[Stored items]
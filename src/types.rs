//! Core domain types for tic-tac-toe.

use crate::position::Position;
use serde::{Deserialize, Serialize};

/// Player in the game.
#[derive(Debug, Clone, Copy, PartialEq, Eq, Hash, Serialize, Deserialize)]
pub enum Player {
    /// Player X.
    X,
    /// Player O.
    O,
}

impl Player {
    /// Returns the opponent player.
    pub fn opponent(self) -> Self {
        match self {
            Player::X => Player::O,
            Player::O => Player::X,
        }
    }
}

impl std::fmt::Display for Player {
    fn fmt(&self, f: &mut std::fmt::Formatter<'_>) -> std::fmt::Result {
        match self {
            Player::X => write!(f, "X"),
            Player::O => write!(f, "O"),
        }
    }
}

/// A square on the tic-tac-toe board.
#[derive(Debug, Clone, Copy, PartialEq, Eq, Hash, Serialize, Deserialize)]
pub enum Square {
    /// Empty square.
    Empty,
    /// Square occupied by a player.
    Occupied(Player),
}

/// 3x3 tic-tac-toe board.
///
/// Squares are stored in row-major order; [`Position`] is the only way to
/// address them, so out-of-range indices are unrepresentable. The board is
/// owned by the caller for the lifetime of a game; the rules and the move
/// selector never retain a reference across calls.
#[derive(Debug, Clone, PartialEq, Eq, Serialize, Deserialize)]
pub struct Board {
    /// Squares in row-major order (0-8).
    squares: [Square; 9],
}

impl Board {
    /// Creates a new empty board.
    pub fn new() -> Self {
        Self {
            squares: [Square::Empty; 9],
        }
    }

    /// Gets the square at the given position.
    pub fn get(&self, pos: Position) -> Square {
        self.squares[pos.to_index()]
    }

    /// Sets the square at the given position.
    pub fn set(&mut self, pos: Position, square: Square) {
        self.squares[pos.to_index()] = square;
    }

    /// Checks if a square is empty.
    pub fn is_empty(&self, pos: Position) -> bool {
        self.get(pos) == Square::Empty
    }

    /// Returns all squares as a slice.
    pub fn squares(&self) -> &[Square; 9] {
        &self.squares
    }

    /// Formats the board as a human-readable string.
    ///
    /// Empty squares show their 1-based number so the rendering doubles as
    /// the input reference for the console game.
    pub fn display(&self) -> String {
        let mut result = String::new();
        for row in 0..3 {
            for col in 0..3 {
                let pos = row * 3 + col;
                let symbol = match self.squares[pos] {
                    Square::Empty => (pos + 1).to_string(),
                    Square::Occupied(player) => player.to_string(),
                };
                result.push_str(&symbol);
                if col < 2 {
                    result.push('|');
                }
            }
            if row < 2 {
                result.push_str("\n-+-+-\n");
            }
        }
        result
    }
}

impl Default for Board {
    fn default() -> Self {
        Self::new()
    }
}

/// Current status of the game.
#[derive(Debug, Clone, Copy, PartialEq, Eq, Serialize, Deserialize)]
pub enum GameStatus {
    /// Game is ongoing.
    InProgress,
    /// Game ended in a win.
    Won(Player),
    /// Game ended in a draw.
    Draw,
}

#[cfg(test)]
mod tests {
    use super::*;

    #[test]
    fn test_new_board_all_empty() {
        let board = Board::new();
        assert!(board.squares().iter().all(|s| *s == Square::Empty));
    }

    #[test]
    fn test_set_and_get() {
        let mut board = Board::new();
        board.set(Position::Center, Square::Occupied(Player::X));
        assert_eq!(board.get(Position::Center), Square::Occupied(Player::X));
        assert!(!board.is_empty(Position::Center));
        assert!(board.is_empty(Position::TopLeft));
    }

    #[test]
    fn test_display_numbers_empty_squares() {
        let mut board = Board::new();
        board.set(Position::TopLeft, Square::Occupied(Player::X));
        board.set(Position::Center, Square::Occupied(Player::O));
        assert_eq!(board.display(), "X|2|3\n-+-+-\n4|O|6\n-+-+-\n7|8|9");
    }

    #[test]
    fn test_opponent() {
        assert_eq!(Player::X.opponent(), Player::O);
        assert_eq!(Player::O.opponent(), Player::X);
    }
}
//! Win and draw detection for tic-tac-toe.

use crate::position::Position;

mod draw;
mod win;

pub use draw::is_full;
pub use win::check_winner;

/// The eight winning lines: rows, then columns, then diagonals.
///
/// Both win detection and the move selector scan this catalog in order, and
/// the scan order is part of the contract: if a board somehow holds more than
/// one complete line, the first match here is the one reported. That
/// tie-break is deterministic by construction, not a strategic choice.
pub const WINNING_LINES: [[Position; 3]; 8] = [
    // Rows
    [Position::TopLeft, Position::TopCenter, Position::TopRight],
    [Position::MiddleLeft, Position::Center, Position::MiddleRight],
    [
        Position::BottomLeft,
        Position::BottomCenter,
        Position::BottomRight,
    ],
    // Columns
    [Position::TopLeft, Position::MiddleLeft, Position::BottomLeft],
    [Position::TopCenter, Position::Center, Position::BottomCenter],
    [
        Position::TopRight,
        Position::MiddleRight,
        Position::BottomRight,
    ],
    // Diagonals
    [Position::TopLeft, Position::Center, Position::BottomRight],
    [Position::TopRight, Position::Center, Position::BottomLeft],
];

**TO DO:**
Go through the data line by line and work out how many lines contain "major". Give only that number.

**EXERCISE RESULT:**
2